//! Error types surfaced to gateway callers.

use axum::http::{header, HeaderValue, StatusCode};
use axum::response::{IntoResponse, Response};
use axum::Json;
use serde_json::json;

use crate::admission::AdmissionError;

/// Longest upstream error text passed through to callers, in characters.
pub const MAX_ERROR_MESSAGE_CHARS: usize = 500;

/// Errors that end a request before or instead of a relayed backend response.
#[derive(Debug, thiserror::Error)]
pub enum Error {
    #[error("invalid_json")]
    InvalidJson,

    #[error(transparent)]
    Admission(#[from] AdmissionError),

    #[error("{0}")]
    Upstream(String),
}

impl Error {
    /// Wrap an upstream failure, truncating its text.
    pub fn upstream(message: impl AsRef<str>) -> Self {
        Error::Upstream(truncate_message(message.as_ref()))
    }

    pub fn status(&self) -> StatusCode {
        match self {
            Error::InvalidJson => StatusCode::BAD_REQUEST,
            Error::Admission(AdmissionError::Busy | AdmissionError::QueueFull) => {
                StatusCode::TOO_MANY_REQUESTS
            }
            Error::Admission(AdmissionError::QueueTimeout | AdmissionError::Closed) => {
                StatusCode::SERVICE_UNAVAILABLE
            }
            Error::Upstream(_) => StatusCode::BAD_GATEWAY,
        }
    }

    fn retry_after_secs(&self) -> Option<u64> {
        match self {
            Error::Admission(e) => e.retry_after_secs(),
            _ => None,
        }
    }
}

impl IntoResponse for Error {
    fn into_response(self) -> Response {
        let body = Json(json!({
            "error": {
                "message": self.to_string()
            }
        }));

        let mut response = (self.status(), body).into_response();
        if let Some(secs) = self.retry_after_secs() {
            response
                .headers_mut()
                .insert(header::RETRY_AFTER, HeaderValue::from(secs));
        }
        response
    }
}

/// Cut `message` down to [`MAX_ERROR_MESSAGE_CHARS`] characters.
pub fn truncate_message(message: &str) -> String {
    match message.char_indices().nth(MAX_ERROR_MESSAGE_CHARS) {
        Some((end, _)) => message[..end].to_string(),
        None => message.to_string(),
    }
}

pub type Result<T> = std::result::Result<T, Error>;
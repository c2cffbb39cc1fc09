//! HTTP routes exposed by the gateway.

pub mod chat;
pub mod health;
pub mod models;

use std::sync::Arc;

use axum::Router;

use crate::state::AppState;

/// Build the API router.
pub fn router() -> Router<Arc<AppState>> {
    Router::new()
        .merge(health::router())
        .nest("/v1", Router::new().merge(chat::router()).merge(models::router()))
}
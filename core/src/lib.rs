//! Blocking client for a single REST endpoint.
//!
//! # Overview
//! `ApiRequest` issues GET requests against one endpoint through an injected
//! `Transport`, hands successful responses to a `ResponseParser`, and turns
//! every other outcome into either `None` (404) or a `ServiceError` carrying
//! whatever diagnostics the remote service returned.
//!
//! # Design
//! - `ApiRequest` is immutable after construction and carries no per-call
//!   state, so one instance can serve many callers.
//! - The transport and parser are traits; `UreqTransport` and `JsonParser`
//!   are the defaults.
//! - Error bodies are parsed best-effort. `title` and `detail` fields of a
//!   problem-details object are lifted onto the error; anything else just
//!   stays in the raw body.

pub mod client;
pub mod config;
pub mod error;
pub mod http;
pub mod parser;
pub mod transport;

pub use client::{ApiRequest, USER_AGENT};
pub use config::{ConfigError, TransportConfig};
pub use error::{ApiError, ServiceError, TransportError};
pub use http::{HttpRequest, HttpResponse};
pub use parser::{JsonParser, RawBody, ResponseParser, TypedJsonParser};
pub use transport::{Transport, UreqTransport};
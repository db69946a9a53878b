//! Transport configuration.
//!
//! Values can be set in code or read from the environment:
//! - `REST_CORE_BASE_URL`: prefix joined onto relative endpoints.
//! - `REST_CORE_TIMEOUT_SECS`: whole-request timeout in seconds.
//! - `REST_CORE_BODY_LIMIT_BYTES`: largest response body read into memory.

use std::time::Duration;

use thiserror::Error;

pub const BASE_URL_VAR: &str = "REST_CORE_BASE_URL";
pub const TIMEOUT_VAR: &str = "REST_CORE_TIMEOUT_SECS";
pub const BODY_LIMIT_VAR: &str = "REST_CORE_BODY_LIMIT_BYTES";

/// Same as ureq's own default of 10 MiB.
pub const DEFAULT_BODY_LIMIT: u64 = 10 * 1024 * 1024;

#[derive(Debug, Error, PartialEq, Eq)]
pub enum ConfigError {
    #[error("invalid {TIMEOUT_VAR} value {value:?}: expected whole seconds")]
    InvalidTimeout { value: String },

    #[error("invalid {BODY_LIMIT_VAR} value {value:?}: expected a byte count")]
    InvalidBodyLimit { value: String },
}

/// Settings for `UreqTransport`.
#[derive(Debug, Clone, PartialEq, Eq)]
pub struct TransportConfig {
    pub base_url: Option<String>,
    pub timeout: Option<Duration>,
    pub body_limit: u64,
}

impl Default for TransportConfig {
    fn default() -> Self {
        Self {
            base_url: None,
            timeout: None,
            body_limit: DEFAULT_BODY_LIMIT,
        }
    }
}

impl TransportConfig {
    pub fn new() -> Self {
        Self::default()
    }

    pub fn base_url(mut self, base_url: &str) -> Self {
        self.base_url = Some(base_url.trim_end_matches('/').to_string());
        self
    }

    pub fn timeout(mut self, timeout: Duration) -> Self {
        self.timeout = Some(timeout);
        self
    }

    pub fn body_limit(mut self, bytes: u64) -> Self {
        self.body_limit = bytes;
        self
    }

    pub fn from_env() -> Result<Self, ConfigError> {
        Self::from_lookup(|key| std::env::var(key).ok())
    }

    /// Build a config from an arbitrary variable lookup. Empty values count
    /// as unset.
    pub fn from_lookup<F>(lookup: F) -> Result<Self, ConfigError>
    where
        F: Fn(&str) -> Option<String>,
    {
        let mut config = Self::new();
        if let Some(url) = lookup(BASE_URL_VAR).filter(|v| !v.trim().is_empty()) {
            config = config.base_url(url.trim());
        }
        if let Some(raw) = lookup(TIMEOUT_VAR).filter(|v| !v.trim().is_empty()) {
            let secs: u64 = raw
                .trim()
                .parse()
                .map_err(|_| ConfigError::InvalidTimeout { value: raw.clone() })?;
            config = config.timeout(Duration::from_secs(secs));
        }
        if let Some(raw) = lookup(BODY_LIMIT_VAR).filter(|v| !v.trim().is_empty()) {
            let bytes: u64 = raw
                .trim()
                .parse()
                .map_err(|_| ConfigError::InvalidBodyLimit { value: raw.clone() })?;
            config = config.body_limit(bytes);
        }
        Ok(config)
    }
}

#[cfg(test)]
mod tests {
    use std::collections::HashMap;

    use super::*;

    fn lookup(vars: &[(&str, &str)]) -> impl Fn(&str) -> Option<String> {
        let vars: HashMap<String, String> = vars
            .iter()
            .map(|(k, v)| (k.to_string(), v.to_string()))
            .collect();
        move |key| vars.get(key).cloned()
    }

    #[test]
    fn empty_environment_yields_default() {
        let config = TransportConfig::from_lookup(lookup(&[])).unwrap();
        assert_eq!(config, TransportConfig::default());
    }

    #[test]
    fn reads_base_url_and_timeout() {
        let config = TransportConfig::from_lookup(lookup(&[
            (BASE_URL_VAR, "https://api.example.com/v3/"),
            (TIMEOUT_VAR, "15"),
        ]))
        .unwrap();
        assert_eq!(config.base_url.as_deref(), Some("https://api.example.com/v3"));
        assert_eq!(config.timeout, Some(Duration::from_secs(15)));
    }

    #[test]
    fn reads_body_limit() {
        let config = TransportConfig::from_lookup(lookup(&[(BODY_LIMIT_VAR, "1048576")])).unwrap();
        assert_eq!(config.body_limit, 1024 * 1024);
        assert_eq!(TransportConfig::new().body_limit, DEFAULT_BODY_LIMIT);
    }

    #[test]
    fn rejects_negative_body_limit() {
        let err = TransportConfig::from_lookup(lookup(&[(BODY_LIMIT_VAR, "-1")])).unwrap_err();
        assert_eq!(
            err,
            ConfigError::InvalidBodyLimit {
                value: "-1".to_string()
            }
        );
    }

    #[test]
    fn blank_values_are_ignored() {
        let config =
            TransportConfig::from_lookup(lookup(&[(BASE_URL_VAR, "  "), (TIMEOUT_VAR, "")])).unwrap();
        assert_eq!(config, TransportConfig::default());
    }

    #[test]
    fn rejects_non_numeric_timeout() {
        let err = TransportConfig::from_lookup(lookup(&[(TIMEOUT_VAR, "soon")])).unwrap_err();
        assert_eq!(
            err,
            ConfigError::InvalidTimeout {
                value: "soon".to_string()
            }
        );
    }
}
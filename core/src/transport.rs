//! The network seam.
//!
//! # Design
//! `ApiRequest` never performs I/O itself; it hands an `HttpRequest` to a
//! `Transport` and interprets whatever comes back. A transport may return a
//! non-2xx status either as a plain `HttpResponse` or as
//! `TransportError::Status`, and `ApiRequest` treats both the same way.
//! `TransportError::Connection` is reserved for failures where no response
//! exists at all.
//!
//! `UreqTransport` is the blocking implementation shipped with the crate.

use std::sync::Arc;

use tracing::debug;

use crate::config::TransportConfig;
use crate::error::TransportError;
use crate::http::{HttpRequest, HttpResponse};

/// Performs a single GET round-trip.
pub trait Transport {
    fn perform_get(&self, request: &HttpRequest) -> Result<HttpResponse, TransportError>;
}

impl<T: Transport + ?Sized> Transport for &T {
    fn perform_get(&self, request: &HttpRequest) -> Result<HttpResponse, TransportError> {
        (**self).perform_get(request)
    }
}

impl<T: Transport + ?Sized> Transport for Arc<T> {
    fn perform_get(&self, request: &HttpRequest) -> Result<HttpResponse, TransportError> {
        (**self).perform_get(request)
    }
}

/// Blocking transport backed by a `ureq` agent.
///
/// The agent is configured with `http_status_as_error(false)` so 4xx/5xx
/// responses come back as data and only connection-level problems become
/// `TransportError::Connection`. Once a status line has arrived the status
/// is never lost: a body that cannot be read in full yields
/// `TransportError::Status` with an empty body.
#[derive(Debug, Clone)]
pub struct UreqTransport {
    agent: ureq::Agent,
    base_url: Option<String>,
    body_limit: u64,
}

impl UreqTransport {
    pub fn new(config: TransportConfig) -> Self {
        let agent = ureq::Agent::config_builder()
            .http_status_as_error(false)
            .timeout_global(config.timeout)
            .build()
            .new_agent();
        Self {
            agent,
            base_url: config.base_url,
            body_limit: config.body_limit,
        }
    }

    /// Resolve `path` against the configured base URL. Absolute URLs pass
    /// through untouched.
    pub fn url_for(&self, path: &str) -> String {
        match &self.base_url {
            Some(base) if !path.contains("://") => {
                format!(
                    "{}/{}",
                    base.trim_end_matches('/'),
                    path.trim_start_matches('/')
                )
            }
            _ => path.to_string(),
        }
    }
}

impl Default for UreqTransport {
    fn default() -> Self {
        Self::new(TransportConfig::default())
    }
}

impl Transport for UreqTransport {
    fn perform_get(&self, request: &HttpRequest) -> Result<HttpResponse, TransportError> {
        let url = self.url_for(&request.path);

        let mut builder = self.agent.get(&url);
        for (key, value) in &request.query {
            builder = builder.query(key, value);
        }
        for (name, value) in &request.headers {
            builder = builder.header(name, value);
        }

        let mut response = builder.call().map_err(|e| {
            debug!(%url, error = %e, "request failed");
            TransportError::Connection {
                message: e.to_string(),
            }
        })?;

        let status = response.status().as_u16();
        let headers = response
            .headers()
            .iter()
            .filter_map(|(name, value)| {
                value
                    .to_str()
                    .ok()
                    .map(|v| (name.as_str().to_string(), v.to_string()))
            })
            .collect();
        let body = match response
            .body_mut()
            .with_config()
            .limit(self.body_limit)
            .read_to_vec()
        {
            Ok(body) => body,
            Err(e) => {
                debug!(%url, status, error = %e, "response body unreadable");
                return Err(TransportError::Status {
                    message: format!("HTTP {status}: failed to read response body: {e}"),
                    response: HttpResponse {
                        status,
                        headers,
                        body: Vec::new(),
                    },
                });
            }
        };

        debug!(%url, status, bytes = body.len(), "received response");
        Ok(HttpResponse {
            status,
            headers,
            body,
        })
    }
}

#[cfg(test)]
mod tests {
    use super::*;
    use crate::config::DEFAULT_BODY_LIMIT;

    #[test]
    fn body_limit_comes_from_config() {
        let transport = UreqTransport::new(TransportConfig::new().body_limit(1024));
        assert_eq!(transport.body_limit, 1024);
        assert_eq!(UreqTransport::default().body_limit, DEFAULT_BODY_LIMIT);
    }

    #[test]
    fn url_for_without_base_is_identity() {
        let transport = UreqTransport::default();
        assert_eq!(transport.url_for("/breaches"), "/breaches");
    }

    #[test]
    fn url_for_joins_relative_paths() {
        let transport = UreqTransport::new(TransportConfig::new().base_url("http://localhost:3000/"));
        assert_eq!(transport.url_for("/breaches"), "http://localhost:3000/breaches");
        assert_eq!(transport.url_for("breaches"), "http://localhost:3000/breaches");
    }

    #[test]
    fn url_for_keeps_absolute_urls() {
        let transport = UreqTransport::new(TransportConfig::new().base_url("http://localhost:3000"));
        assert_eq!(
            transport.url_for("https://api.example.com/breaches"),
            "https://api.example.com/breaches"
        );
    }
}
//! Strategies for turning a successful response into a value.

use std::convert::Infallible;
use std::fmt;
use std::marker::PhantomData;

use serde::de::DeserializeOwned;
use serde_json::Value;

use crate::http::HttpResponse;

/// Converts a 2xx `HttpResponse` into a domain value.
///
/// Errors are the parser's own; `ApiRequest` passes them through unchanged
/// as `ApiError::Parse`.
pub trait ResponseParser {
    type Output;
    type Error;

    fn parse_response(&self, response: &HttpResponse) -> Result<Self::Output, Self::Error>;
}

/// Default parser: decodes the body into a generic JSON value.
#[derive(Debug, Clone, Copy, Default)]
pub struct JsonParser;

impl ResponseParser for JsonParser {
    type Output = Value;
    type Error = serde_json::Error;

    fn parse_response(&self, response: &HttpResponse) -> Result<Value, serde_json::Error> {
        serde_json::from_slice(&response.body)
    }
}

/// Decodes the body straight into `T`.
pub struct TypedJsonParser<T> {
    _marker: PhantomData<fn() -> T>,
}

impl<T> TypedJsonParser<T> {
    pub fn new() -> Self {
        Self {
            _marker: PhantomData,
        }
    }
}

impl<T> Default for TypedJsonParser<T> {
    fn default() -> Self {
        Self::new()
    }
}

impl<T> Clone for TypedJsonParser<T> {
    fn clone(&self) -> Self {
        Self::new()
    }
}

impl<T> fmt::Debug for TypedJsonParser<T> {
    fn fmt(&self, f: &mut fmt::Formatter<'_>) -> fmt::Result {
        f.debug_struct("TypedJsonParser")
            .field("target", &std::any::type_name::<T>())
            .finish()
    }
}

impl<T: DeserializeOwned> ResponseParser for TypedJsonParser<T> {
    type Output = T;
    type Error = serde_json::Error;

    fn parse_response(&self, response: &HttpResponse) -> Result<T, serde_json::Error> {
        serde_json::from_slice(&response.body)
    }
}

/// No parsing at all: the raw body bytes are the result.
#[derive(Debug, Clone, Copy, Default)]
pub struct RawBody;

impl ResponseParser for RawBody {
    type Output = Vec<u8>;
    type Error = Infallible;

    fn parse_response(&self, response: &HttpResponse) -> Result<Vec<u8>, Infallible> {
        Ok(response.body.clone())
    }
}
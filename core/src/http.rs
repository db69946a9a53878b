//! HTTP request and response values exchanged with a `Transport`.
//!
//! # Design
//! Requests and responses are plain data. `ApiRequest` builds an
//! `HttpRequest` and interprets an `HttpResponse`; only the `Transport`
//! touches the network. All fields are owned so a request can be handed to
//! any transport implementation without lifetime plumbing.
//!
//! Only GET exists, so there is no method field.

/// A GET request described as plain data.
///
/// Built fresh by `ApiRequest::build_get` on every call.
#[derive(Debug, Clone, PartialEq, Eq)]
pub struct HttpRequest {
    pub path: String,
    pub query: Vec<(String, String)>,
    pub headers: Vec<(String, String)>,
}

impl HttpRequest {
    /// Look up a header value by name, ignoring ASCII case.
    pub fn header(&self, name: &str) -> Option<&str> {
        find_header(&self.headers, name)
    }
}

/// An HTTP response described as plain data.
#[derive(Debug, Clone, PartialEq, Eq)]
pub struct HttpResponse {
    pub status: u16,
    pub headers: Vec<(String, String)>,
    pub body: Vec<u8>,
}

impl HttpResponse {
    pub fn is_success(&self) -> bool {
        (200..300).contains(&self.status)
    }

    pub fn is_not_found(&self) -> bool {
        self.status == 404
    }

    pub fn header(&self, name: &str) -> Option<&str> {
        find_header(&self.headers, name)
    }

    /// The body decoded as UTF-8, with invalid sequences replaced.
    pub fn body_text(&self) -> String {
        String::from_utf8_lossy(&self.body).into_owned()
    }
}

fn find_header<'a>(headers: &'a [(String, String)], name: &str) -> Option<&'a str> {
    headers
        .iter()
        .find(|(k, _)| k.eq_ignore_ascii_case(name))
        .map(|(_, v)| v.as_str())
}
======
## Exercise requirements:
From the data above, reproduce word for word the lines running from the line with "type Output;" to the line with "type Output = T;", ends included.

## Task result:
    type Output;
    type Error;

    fn parse_response(&self, response: &HttpResponse) -> Result<Self::Output, Self::Error>;
}

/// Default parser: decodes the body into a generic JSON value.
#[derive(Debug, Clone, Copy, Default)]
pub struct JsonParser;

impl ResponseParser for JsonParser {
    type Output = Value;
    type Error = serde_json::Error;

    fn parse_response(&self, response: &HttpResponse) -> Result<Value, serde_json::Error> {
        serde_json::from_slice(&response.body)
    }
}

/// Decodes the body straight into `T`.
pub struct TypedJsonParser<T> {
    _marker: PhantomData<fn() -> T>,
}

impl<T> TypedJsonParser<T> {
    pub fn new() -> Self {
        Self {
            _marker: PhantomData,
        }
    }
}

impl<T> Default for TypedJsonParser<T> {
    fn default() -> Self {
        Self::new()
    }
}

impl<T> Clone for TypedJsonParser<T> {
    fn clone(&self) -> Self {
        Self::new()
    }
}

impl<T> fmt::Debug for TypedJsonParser<T> {
    fn fmt(&self, f: &mut fmt::Formatter<'_>) -> fmt::Result {
        f.debug_struct("TypedJsonParser")
            .field("target", &std::any::type_name::<T>())
            .finish()
    }
}

impl<T: DeserializeOwned> ResponseParser for TypedJsonParser<T> {
    type Output = T;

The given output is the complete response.